Recognize how hard it is to break the wheel

It’s a real challenge to not teach how you were taught. Just ask any parent trying not to become their own. It’s especially hard when our teacher preparation programs haven’t prepared us to do this. (And the sheer number of things teachers don’t get trained to deal with is astounding. “How to Comfort a 9 Year-Old Vomiting Licorice” is not a course most colleges offer.) I always thought of myself as a progressive teacher, but I fell into a pattern of giving weekly spelling tests and even participated in a Thanksgiving program that made me cringe because it was “the way we’ve always done it.” So yes, there is a lot perpetuation of ineffective strategies and broken systems, but it’s not a death sentence on education. Here’s why.

Trust that when we know better, we do better

Thank you, Dr. Maya Angelou, for empowering us. We don’t have to know everything to do good work. We are constantly learning, and we absolutely respond to what research tells us. When research told us that the impact of homework on young learners was nil, we dropped it. I recently worked with a school staff who was having a first conversation around intersectionality, and I watched as 70 educators brainstormed ways to provide windows and mirrors and dedicated themselves to implementing an anti-bias approach. Does change take us a hot minute? Yes. Are there still sticklers? Yes. But don’t lump us all together. Most of us are in education because we are lifelong learners and want to inspire our students to be the same. Unfortunately, we’re not the ones making a lot of the decisions.

Give teachers more control

I think Bowles is spot on when he says, “The key strategies we’ve discovered, driven by cognitive science & child psychology, are quite regularly dismissed by pencil-pushing, test-driven administrators.” My solution? Give teachers more autonomy. Listen to what we’re saying about standardized testing. End the madness of scripted curriculum, relentless pacing guides, and posting of learning targets. Let’s rethink what constitutes achievement and bring back the magic of learning at all grade levels. Let us do what we know how to do: assess the knowledge and skills of our learners on an ongoing basis and design a flexible curriculum around their unique needs and interests. Will we need guardrails for accountability? Sure. But treat us like professionals. Believe me, we’re tired of being underestimated.

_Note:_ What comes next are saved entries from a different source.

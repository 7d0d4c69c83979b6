// SPDX-License-Identifier: MIT
// Copyright 2026 Roland Dreier <roland@rolandd.dev>

//! User edit workflow.
//!
//! Handles:
//! - Copying a listed user into an editable draft
//! - Validating the draft and building the PATCH payload
//! - Keeping at most one save in flight per user
//!
//! A successful save is never merged locally; the caller reloads the list
//! and shows whatever the backend now reports.

use crate::models::{FitnessLevel, Record, User};
use crate::services::backend::BackendClient;
use dashmap::DashMap;
use serde::{Deserialize, Serialize};
use serde_json::Value;
use std::sync::Arc;
use tokio::sync::{Mutex, OwnedMutexGuard};
use validator::{Validate, ValidationErrors};

/// Maximum avatar length accepted by the backend.
pub const AVATAR_MAX_CHARS: u64 = 10;

/// In-progress, uncommitted copy of a user record.
///
/// Also the shape of the edit form submission.
#[derive(Debug, Clone, PartialEq, Eq, Serialize, Deserialize, Validate)]
pub struct EditDraft {
    #[validate(length(min = 1, message = "Name is required"))]
    pub name: String,
    #[validate(email(message = "Enter a valid email address"))]
    pub email: String,
    pub fitness_level: FitnessLevel,
    #[validate(length(max = 10, message = "Avatar must be at most 10 characters"))]
    #[serde(default)]
    pub avatar: String,
    /// Selected team identifier; empty means no team
    #[serde(default)]
    pub team: String,
}

impl EditDraft {
    /// Copy the editable fields of a listed user.
    pub fn open(user: &User) -> Self {
        Self {
            name: user.name.clone(),
            email: user.email.clone(),
            fitness_level: user.fitness_level.parse().unwrap_or_default(),
            avatar: user.avatar.clone(),
            team: user
                .team
                .as_ref()
                .map(ToString::to_string)
                .unwrap_or_default(),
        }
    }

    pub fn has_team(&self) -> bool {
        !self.team.is_empty()
    }

    /// Build the PATCH body: exactly the five editable fields.
    pub fn to_patch(&self) -> UserPatch {
        UserPatch {
            name: self.name.clone(),
            email: self.email.clone(),
            fitness_level: self.fitness_level,
            avatar: self.avatar.clone(),
            team: parse_team_selection(&self.team),
        }
    }

    /// Human-readable validation problems, empty when the draft can be sent.
    pub fn problems(&self) -> Vec<String> {
        match self.validate() {
            Ok(()) => Vec::new(),
            Err(errors) => validation_messages(&errors),
        }
    }
}

/// Body of `PATCH /api/users/{id}/`.
#[derive(Debug, Clone, PartialEq, Eq, Serialize, Deserialize)]
pub struct UserPatch {
    pub name: String,
    pub email: String,
    pub fitness_level: FitnessLevel,
    pub avatar: String,
    /// `null` clears the team
    pub team: Option<i64>,
}

/// Read the leading integer of a team selection, as a browser's `parseInt` would.
///
/// No leading integer (including "no team") means `None`.
pub fn parse_team_selection(selection: &str) -> Option<i64> {
    let trimmed = selection.trim_start();
    let end = trimmed
        .char_indices()
        .find(|&(i, c)| !(c.is_ascii_digit() || (i == 0 && (c == '-' || c == '+'))))
        .map_or(trimmed.len(), |(i, _)| i);

    trimmed[..end].parse().ok()
}

fn validation_messages(errors: &ValidationErrors) -> Vec<String> {
    let mut messages: Vec<String> = errors
        .field_errors()
        .into_iter()
        .flat_map(|(field, errs)| {
            errs.iter().map(move |e| {
                e.message
                    .as_ref()
                    .map(ToString::to_string)
                    .unwrap_or_else(|| format!("Invalid {}", field))
            })
        })
        .collect();
    messages.sort();
    messages
}

/// One open edit modal.
#[derive(Debug, Clone, PartialEq)]
pub struct EditSession {
    /// Identifier of the user being edited
    pub user_id: String,
    /// Name shown in the modal title
    pub title: String,
    pub draft: EditDraft,
    /// A save is in flight; the submit control is disabled
    pub saving: bool,
    /// Inline error shown above the form
    pub error: Option<String>,
}

impl EditSession {
    /// Open the modal for a listed user. Users without an identifier cannot be edited.
    pub fn open(user: &User) -> Option<Self> {
        let user_id = user.id()?.to_string();
        Some(Self {
            user_id,
            title: user.name.clone(),
            draft: EditDraft::open(user),
            saving: false,
            error: None,
        })
    }

    /// Re-open the modal around a submitted draft.
    pub fn resume(user_id: impl Into<String>, draft: EditDraft) -> Self {
        Self {
            user_id: user_id.into(),
            title: draft.name.clone(),
            draft,
            saving: false,
            error: None,
        }
    }

    /// Mark the save as started and hand out the payload. `None` if one is already in flight.
    pub fn begin_save(&mut self) -> Option<UserPatch> {
        if self.saving {
            return None;
        }
        self.saving = true;
        self.error = None;
        Some(self.draft.to_patch())
    }

    /// Save failed: keep the modal open and re-enable the submit control.
    pub fn fail(&mut self, message: impl Into<String>) {
        self.saving = false;
        self.error = Some(message.into());
    }
}

/// Per-user locks keeping a single save in flight.
///
/// An entry only exists while some save for that user holds or contends for it.
#[derive(Clone, Default)]
pub struct SaveLocks {
    locks: Arc<DashMap<String, Arc<Mutex<()>>>>,
}

impl SaveLocks {
    pub fn new() -> Self {
        Self::default()
    }

    /// Claim the save slot for a user, or `None` while another save holds it.
    pub fn try_acquire(&self, user_id: &str) -> Option<SaveGuard> {
        let lock = self
            .locks
            .entry(user_id.to_string())
            .or_insert_with(|| Arc::new(Mutex::new(())))
            .clone();

        let guard = lock.try_lock_owned().ok()?;
        Some(SaveGuard {
            user_id: user_id.to_string(),
            locks: self.locks.clone(),
            guard: Some(guard),
        })
    }

    /// Number of users with a save slot currently allocated.
    pub fn len(&self) -> usize {
        self.locks.len()
    }

    pub fn is_empty(&self) -> bool {
        self.locks.is_empty()
    }
}

/// Held save slot. Dropping it frees the slot and forgets the user's lock
/// once nobody else refers to it.
pub struct SaveGuard {
    user_id: String,
    locks: Arc<DashMap<String, Arc<Mutex<()>>>>,
    guard: Option<OwnedMutexGuard<()>>,
}

impl Drop for SaveGuard {
    fn drop(&mut self) {
        // Release the mutex first so its Arc no longer counts as a holder.
        self.guard.take();
        self.locks.remove_if(&self.user_id, |_, lock| Arc::strong_count(lock) == 1);
    }
}

/// Result of submitting an edit.
#[derive(Debug)]
pub enum SaveOutcome {
    /// Backend accepted the update; the modal closes
    Saved(Value),
    /// Draft failed validation and was not sent
    Invalid(EditSession),
    /// Backend refused or could not be reached
    Failed(EditSession),
    /// Another save for this user is still in flight; nothing was sent
    Busy(EditSession),
}

/// Submit a draft.
pub async fn save(
    client: &BackendClient,
    locks: &SaveLocks,
    mut session: EditSession,
) -> SaveOutcome {
    let problems = session.draft.problems();
    if !problems.is_empty() {
        tracing::debug!(user_id = %session.user_id, ?problems, "Edit rejected by validation");
        session.fail(problems.join(" "));
        return SaveOutcome::Invalid(session);
    }

    let Some(_guard) = locks.try_acquire(&session.user_id) else {
        tracing::info!(user_id = %session.user_id, "Save already in flight, ignoring submit");
        session.saving = true;
        return SaveOutcome::Busy(session);
    };

    let Some(patch) = session.begin_save() else {
        return SaveOutcome::Busy(session);
    };

    match client.patch_user(&session.user_id, &patch).await {
        Ok(updated) => {
            tracing::info!(user_id = %session.user_id, "User saved");
            SaveOutcome::Saved(updated)
        }
        Err(err) => {
            tracing::warn!(user_id = %session.user_id, error = %err, "Save failed");
            session.fail(err.to_string());
            SaveOutcome::Failed(session)
        }
    }
}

Give teachers more respect

Why aren’t we doing that to begin with? Because, as a society, we don’t respect teachers. And frankly, posts like this don’t help. We’re already called lazy, blamed for mask mandates (or lack thereof), and subjected to humiliating evaluation processes. And now you want to tell us that kids aren’t learning anything from us? Woof. In case you hadn’t noticed, we’re not in charge (see my last point). We’re doing the best we can. We always have, and we’re your best chance at disrupting this system. But keep it up, and there won’t be any of us left to do the work. And that’s a problem.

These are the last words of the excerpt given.